[Saved data entries]
*** Begin section ***

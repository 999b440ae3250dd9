//! Tests for the bandit model

use super::*;
use crate::domain::{GroupId, ProbeResult};
use std::net::IpAddr;

fn ip(s: &str) -> IpAddr {
    s.parse().unwrap()
}

fn group(s: &str) -> GroupId {
    s.parse().unwrap()
}

fn approx(a: f64, b: f64) -> bool {
    (a - b).abs() < 1e-9
}

fn warm_model(groups: &[(&str, f64, f64)]) -> BanditModel {
    let snapshot = groups
        .iter()
        .fold(ModelSnapshot::default(), |s, (g, count, reward)| {
            s.with_group(g, *count, *reward)
        })
        .with_launch_count(10);
    BanditModel::from_snapshot(snapshot, BanditConfig::default())
}

// =============================================================================
// TEST GROUP 1: Reward shaping
// =============================================================================

#[test]
fn test_reward_fast_connect_only() {
    let reward = RewardConfig::default();
    assert!(approx(reward.reward(50.0, 0.0, false, true), 0.3));
    assert!(approx(reward.reward(10.0, 0.0, false, true), 0.3));
}

#[test]
fn test_reward_slow_connect_earns_nothing() {
    let reward = RewardConfig::default();
    assert!(approx(reward.reward(200.0, 0.0, false, true), 0.0));
    assert!(approx(reward.reward(900.0, 0.0, false, true), 0.0));
    assert!(approx(reward.reward(125.0, 0.0, false, true), 0.15));
}

#[test]
fn test_reward_full_marks_with_throughput() {
    let reward = RewardConfig::default();
    assert!(approx(reward.reward(50.0, 10.0, false, false), 1.0));
    assert!(approx(reward.reward(50.0, 40.0, false, false), 1.0));
    assert!(approx(reward.reward(50.0, 5.0, false, false), 0.65));
}

#[test]
fn test_reward_lost_is_zero_regardless() {
    let reward = RewardConfig::default();
    assert_eq!(reward.reward(10.0, 50.0, true, false), 0.0);
    assert_eq!(reward.reward(10.0, 50.0, true, true), 0.0);
}

// =============================================================================
// TEST GROUP 2: Scoring
// =============================================================================

#[test]
fn test_unknown_group_scores_sentinel() {
    let model = BanditModel::default();
    assert_eq!(model.score(&group("1.2.3.0")), 9999.0);
}

#[test]
fn test_nearly_unexplored_group_scores_sentinel() {
    let model = warm_model(&[("1.2.3.0", 0.09, 0.09), ("4.5.6.0", 0.1, 0.1)]);
    assert_eq!(model.score(&group("1.2.3.0")), 9999.0);
    assert!(model.score(&group("4.5.6.0")) < 9999.0);
}

#[test]
fn test_sentinel_beats_best_explored_group() {
    let model = warm_model(&[("1.2.3.0", 0.1, 0.1), ("9.9.9.0", 1000.0, 1000.0)]);
    let unexplored = model.score(&group("7.7.7.0"));
    assert!(unexplored > model.score(&group("1.2.3.0")));
    assert!(unexplored > model.score(&group("9.9.9.0")));
}

#[test]
fn test_ucb_score_formula() {
    let model = warm_model(&[("1.2.3.0", 4.0, 2.0), ("4.5.6.0", 16.0, 4.0)]);
    // N = 20
    let expected = 0.5 + (2.0 * 20f64.ln() / 4.0).sqrt();
    assert!(approx(model.score(&group("1.2.3.0")), expected));
}

#[test]
fn test_ucb_bonus_uses_at_least_one_sample() {
    let model = warm_model(&[("1.2.3.0", 0.5, 0.25)]);
    // ln(max(0.5, 1)) = 0, so only the average remains
    assert!(approx(model.score(&group("1.2.3.0")), 0.5));
}

// =============================================================================
// TEST GROUP 3: Recording outcomes
// =============================================================================

#[test]
fn test_record_creates_group_and_counts() {
    let mut model = BanditModel::default();
    let reward = model.record(ip("104.16.3.9"), 50.0, 0.0, false, true);
    assert_eq!(reward, Some(0.3));

    let record = model.record_of(&group("104.16.3.0")).unwrap();
    assert!(approx(record.count, 1.0));
    assert!(approx(record.total_reward, 0.3));
    assert!(approx(model.total_samples(), 1.0));
}

#[test]
fn test_record_ignores_ipv6() {
    let mut model = BanditModel::default();
    assert_eq!(model.record(ip("2606:4700::1"), 20.0, 0.0, false, true), None);
    assert_eq!(model.group_count(), 0);
    assert_eq!(model.total_samples(), 0.0);
}

#[test]
fn test_record_loss_counts_as_exploration() {
    let mut model = BanditModel::default();
    model.record_outcome(&ProbeResult::lost(ip("1.1.1.1")), true);
    let record = model.record_of(&group("1.1.1.0")).unwrap();
    assert!(approx(record.count, 1.0));
    assert_eq!(record.total_reward, 0.0);
}

#[test]
fn test_outlier_on_good_group_is_dampened() {
    let mut model = warm_model(&[("1.2.3.0", 50.0, 45.0)]);
    let before = *model.record_of(&group("1.2.3.0")).unwrap();
    let samples_before = model.total_samples();

    // reward 0.05: 0.3 * (1 - 125/150)
    let reward = model.record(ip("1.2.3.4"), 175.0, 0.0, false, true).unwrap();
    assert!(reward < 0.1);

    let after = *model.record_of(&group("1.2.3.0")).unwrap();
    assert!(approx(after.count - before.count, 0.2));
    assert!(approx(after.total_reward - before.total_reward, 0.2 * reward));
    assert!(approx(model.total_samples() - samples_before, 0.2));
}

#[test]
fn test_loss_on_good_group_is_dampened() {
    let mut model = warm_model(&[("1.2.3.0", 10.0, 9.0)]);
    model.record_outcome(&ProbeResult::lost(ip("1.2.3.4")), true);
    let after = model.record_of(&group("1.2.3.0")).unwrap();
    assert!(approx(after.count, 10.2));
    assert!(approx(after.total_reward, 9.0));
}

#[test]
fn test_no_dampening_for_mediocre_group_or_decent_reward() {
    let mut model = warm_model(&[("1.2.3.0", 10.0, 5.0), ("4.5.6.0", 10.0, 9.0)]);

    // Average 0.5 is not established
    model.record_outcome(&ProbeResult::lost(ip("1.2.3.4")), true);
    assert!(approx(model.record_of(&group("1.2.3.0")).unwrap().count, 11.0));

    // Reward 0.3 is not an outlier
    model.record(ip("4.5.6.7"), 50.0, 0.0, false, true);
    assert!(approx(model.record_of(&group("4.5.6.0")).unwrap().count, 11.0));
}

#[test]
fn test_dampening_applies_to_single_sample_history() {
    let mut model = warm_model(&[("1.2.3.0", 1.0, 0.9)]);
    model.record_outcome(&ProbeResult::lost(ip("1.2.3.4")), true);
    assert!(approx(model.record_of(&group("1.2.3.0")).unwrap().count, 1.2));
}

#[test]
fn test_fresh_group_is_never_dampened() {
    let mut model = BanditModel::default();
    model.record_outcome(&ProbeResult::lost(ip("7.7.7.7")), true);
    assert!(approx(model.record_of(&group("7.7.7.0")).unwrap().count, 1.0));
}

// =============================================================================
// TEST GROUP 4: Cold start
// =============================================================================

#[test]
fn test_cold_start_on_early_launches() {
    let groups: Vec<String> = (0..150).map(|i| format!("10.0.{}.0", i)).collect();
    let snapshot = groups
        .iter()
        .fold(ModelSnapshot::default(), |s, g| s.with_group(g, 1.0, 0.5))
        .with_launch_count(2);
    let mut model = BanditModel::from_snapshot(snapshot, BanditConfig::default());

    model.begin_launch();
    assert_eq!(model.launch_count(), 3);
    assert!(model.is_cold_start());

    model.begin_launch();
    assert!(!model.is_cold_start());
}

#[test]
fn test_cold_start_with_few_groups() {
    let model = warm_model(&[("1.2.3.0", 5.0, 4.0)]);
    assert_eq!(model.launch_count(), 10);
    assert!(model.is_cold_start());
}

// =============================================================================
// TEST GROUP 5: Decay and pruning
// =============================================================================

#[test]
fn test_decay_shrinks_every_record() {
    let mut model = warm_model(&[("1.2.3.0", 8.0, 6.0), ("4.5.6.0", 3.0, 2.4)]);
    let mut previous = model.record_of(&group("1.2.3.0")).unwrap().count;
    for _ in 0..5 {
        model.decay();
        let count = model.record_of(&group("1.2.3.0")).unwrap().count;
        assert!(count < previous);
        previous = count;
    }
    assert!(approx(previous, 8.0 * 0.85f64.powi(5)));
    assert!(approx(model.total_samples(), 11.0 * 0.85f64.powi(5)));
}

#[test]
fn test_decay_prunes_stale_low_value_groups() {
    let mut model = warm_model(&[
        ("1.1.1.0", 0.5, 0.05),  // -> 0.425, avg 0.1: pruned
        ("2.2.2.0", 0.5, 0.25),  // -> 0.425, avg 0.5: kept (good)
        ("3.3.3.0", 1.0, 0.1),   // -> 0.85, avg 0.1: kept (enough weight)
    ]);
    let pruned = model.decay();
    assert_eq!(pruned, 1);
    assert!(model.record_of(&group("1.1.1.0")).is_none());
    assert!(model.record_of(&group("2.2.2.0")).is_some());
    assert!(model.record_of(&group("3.3.3.0")).is_some());
}

#[test]
fn test_repeated_decay_eventually_prunes_bad_groups() {
    let mut model = warm_model(&[("1.1.1.0", 4.0, 0.4), ("2.2.2.0", 4.0, 3.6)]);
    for _ in 0..20 {
        model.decay();
    }
    assert!(model.record_of(&group("1.1.1.0")).is_none());
    // Average reward survives decay, so good groups fade but stay
    let good = model.record_of(&group("2.2.2.0")).unwrap();
    assert!(good.count < 0.5);
    assert!(approx(good.avg_reward(), 0.9));
}

// =============================================================================
// TEST GROUP 6: Snapshot boundary
// =============================================================================

#[test]
fn test_snapshot_drops_corrupt_records() {
    let mut snapshot = ModelSnapshot::default().with_group("1.2.3.0", 2.0, 1.0);
    snapshot
        .subnets
        .insert("not-a-net".to_string(), GroupRecord::new(1.0, 1.0));
    snapshot
        .subnets
        .insert("5.5.5.0".to_string(), GroupRecord::new(f64::NAN, 1.0));
    snapshot
        .subnets
        .insert("6.6.6.0".to_string(), GroupRecord::new(-1.0, 0.0));

    let model = BanditModel::from_snapshot(snapshot, BanditConfig::default());
    assert_eq!(model.group_count(), 1);
}

#[test]
fn test_snapshot_recomputes_broken_total() {
    let mut snapshot = ModelSnapshot::default()
        .with_group("1.2.3.0", 2.0, 1.0)
        .with_group("4.5.6.0", 3.0, 1.0);
    snapshot.total_runs = f64::INFINITY;

    let model = BanditModel::from_snapshot(snapshot, BanditConfig::default());
    assert!(approx(model.total_samples(), 5.0));
}

#[test]
fn test_snapshot_merges_keys_of_the_same_group() {
    let snapshot = ModelSnapshot::default()
        .with_group("1.2.3.0", 2.0, 1.5)
        .with_group("1.2.3.7", 3.0, 0.5);

    let model = BanditModel::from_snapshot(snapshot, BanditConfig::default());

    let id: GroupId = "1.2.3.0".parse().unwrap();
    let record = model.record_of(&id).unwrap();
    assert_eq!(model.group_count(), 1);
    assert!(approx(record.count, 5.0));
    assert!(approx(record.total_reward, 2.0));
    assert!(approx(model.total_samples(), 5.0));
}

#[test]
fn test_snapshot_keys_are_group_bases() {
    let mut model = BanditModel::default();
    model.record(ip("172.64.200.17"), 60.0, 0.0, false, true);
    let snapshot = model.snapshot();
    assert_eq!(snapshot.version, MODEL_VERSION);
    assert!(snapshot.subnets.contains_key("172.64.200.0"));
}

*** End section ***

When the line with "assert!(approx(after.count - before.count, 0.2));" is reached in the data above, start copying there, and copy each line exactly until the line with "4: Cold start" has been copied; copy nothing else.

    assert!(approx(after.count - before.count, 0.2));
    assert!(approx(after.total_reward - before.total_reward, 0.2 * reward));
    assert!(approx(model.total_samples() - samples_before, 0.2));
}

#[test]
fn test_loss_on_good_group_is_dampened() {
    let mut model = warm_model(&[("1.2.3.0", 10.0, 9.0)]);
    model.record_outcome(&ProbeResult::lost(ip("1.2.3.4")), true);
    let after = model.record_of(&group("1.2.3.0")).unwrap();
    assert!(approx(after.count, 10.2));
    assert!(approx(after.total_reward, 9.0));
}

#[test]
fn test_no_dampening_for_mediocre_group_or_decent_reward() {
    let mut model = warm_model(&[("1.2.3.0", 10.0, 5.0), ("4.5.6.0", 10.0, 9.0)]);

    // Average 0.5 is not established
    model.record_outcome(&ProbeResult::lost(ip("1.2.3.4")), true);
    assert!(approx(model.record_of(&group("1.2.3.0")).unwrap().count, 11.0));

    // Reward 0.3 is not an outlier
    model.record(ip("4.5.6.7"), 50.0, 0.0, false, true);
    assert!(approx(model.record_of(&group("4.5.6.0")).unwrap().count, 11.0));
}

#[test]
fn test_dampening_applies_to_single_sample_history() {
    let mut model = warm_model(&[("1.2.3.0", 1.0, 0.9)]);
    model.record_outcome(&ProbeResult::lost(ip("1.2.3.4")), true);
    assert!(approx(model.record_of(&group("1.2.3.0")).unwrap().count, 1.2));
}

#[test]
fn test_fresh_group_is_never_dampened() {
    let mut model = BanditModel::default();
    model.record_outcome(&ProbeResult::lost(ip("7.7.7.7")), true);
    assert!(approx(model.record_of(&group("7.7.7.0")).unwrap().count, 1.0));
}

// =============================================================================
// TEST GROUP 4: Cold start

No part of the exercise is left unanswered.